Le Kelly plein régime est agressif. Les pros utilisent souvent la moitié ou le quart du Kelly. Ça se traduit par « fractionnement » : mise = Kelly × facteur. Le facteur 0,5 vous protège des prévisions incertaines. Vous gardez le contrôle tout en profitant d’un avantage réel.

Exemple concret

Vous avez 1 000 €, Kelly indique 0,2. Vous choisissez le facteur 0,5. Vous misez donc 100 €. Si le pari gagne, votre bankroll passe à 1 900 €. Si vous avez suivi le Kelly plein, vous auriez mis 200 €, mais vous auriez aussi perdu plus en cas d’échec.
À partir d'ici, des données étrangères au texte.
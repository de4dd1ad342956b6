//! Target-volatility allocation on the capital allocation line

use serde::{Deserialize, Serialize};

/// Split between the risky asset and the risk-free instrument.
///
/// The weights always sum to one. A risky weight above one means borrowing at
/// the risk-free rate; it is kept as computed and reported as leveraged.
#[derive(Debug, Clone, Copy, PartialEq, Serialize, Deserialize)]
pub struct PortfolioWeights {
    /// Fraction in the risky asset
    pub risky_weight: f64,
    /// Fraction in the risk-free instrument
    pub risk_free_weight: f64,
}

impl PortfolioWeights {
    /// Scale the risky position so the portfolio hits `target_volatility`.
    ///
    /// Returns `None` when the asset volatility is missing, not finite, or not
    /// positive.
    pub fn target_volatility(
        asset_volatility: Option<f64>,
        target_volatility: f64,
    ) -> Option<Self> {
        let vol = asset_volatility.filter(|v| v.is_finite() && *v > 0.0)?;
        let risky_weight = target_volatility / vol;
        risky_weight.is_finite().then(|| Self {
            risky_weight,
            risk_free_weight: 1.0 - risky_weight,
        })
    }

    /// Whether the allocation borrows at the risk-free rate.
    pub fn is_leveraged(&self) -> bool {
        self.risky_weight > 1.0
    }

    /// Row description for the risky leg.
    pub fn risky_explanation(&self) -> &'static str {
        if self.is_leveraged() {
            "Leveraged risky asset allocation (target volatility exceeds asset volatility)"
        } else {
            "Scaled risky asset allocation"
        }
    }

    /// Row description for the risk-free leg.
    pub fn risk_free_explanation(&self) -> &'static str {
        if self.is_leveraged() {
            "Risk-free borrowing funding the leveraged position"
        } else {
            "Risk-free allocation"
        }
    }
}
#![doc = include_str!("../README.md")]
#![doc(issue_tracker_base_url = "https://github.com/factordynamics/riskline/issues/")]
#![cfg_attr(docsrs, feature(doc_cfg, doc_auto_cfg))]
#![warn(missing_docs)]
#![forbid(unsafe_code)]

pub mod benchmark;
pub mod error;
pub mod prices;
pub mod schema;
pub mod source;

pub use benchmark::{
    BenchmarkOrigin, BenchmarkSource, LoadedBenchmark, load_benchmark, synthesize_from_asset,
};
pub use error::{DataError, Result};
pub use prices::{LoadedPrices, PriceSeries, load_prices, order_by_date};
pub use schema::{ColumnResolution, ColumnSelector, DATE_COLUMN, parse_date, parse_price};
pub use source::{CsvSource, FrameSource, TabularSource};

/// Version information.
pub const VERSION: &str = env!("CARGO_PKG_VERSION");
Quand ne pas appliquer Kelly

Si les cotes sont fausses, si votre modèle est biaisé, la formule devient un boomerang. En d’autres termes, ne jouez pas à l’aveugle. Testez votre modèle sur des historiques, corrigez vos biais, puis uniquement alors, sortez la calculette.

Implémentation rapide

Ouvrez une feuille, notez vos paris, vos probabilités, vos cotes, appliquez la formule, décidez du facteur. Automatisez avec un petit script si vous le pouvez. Vous avez maintenant un processus fiable, sans spéculation à la noix.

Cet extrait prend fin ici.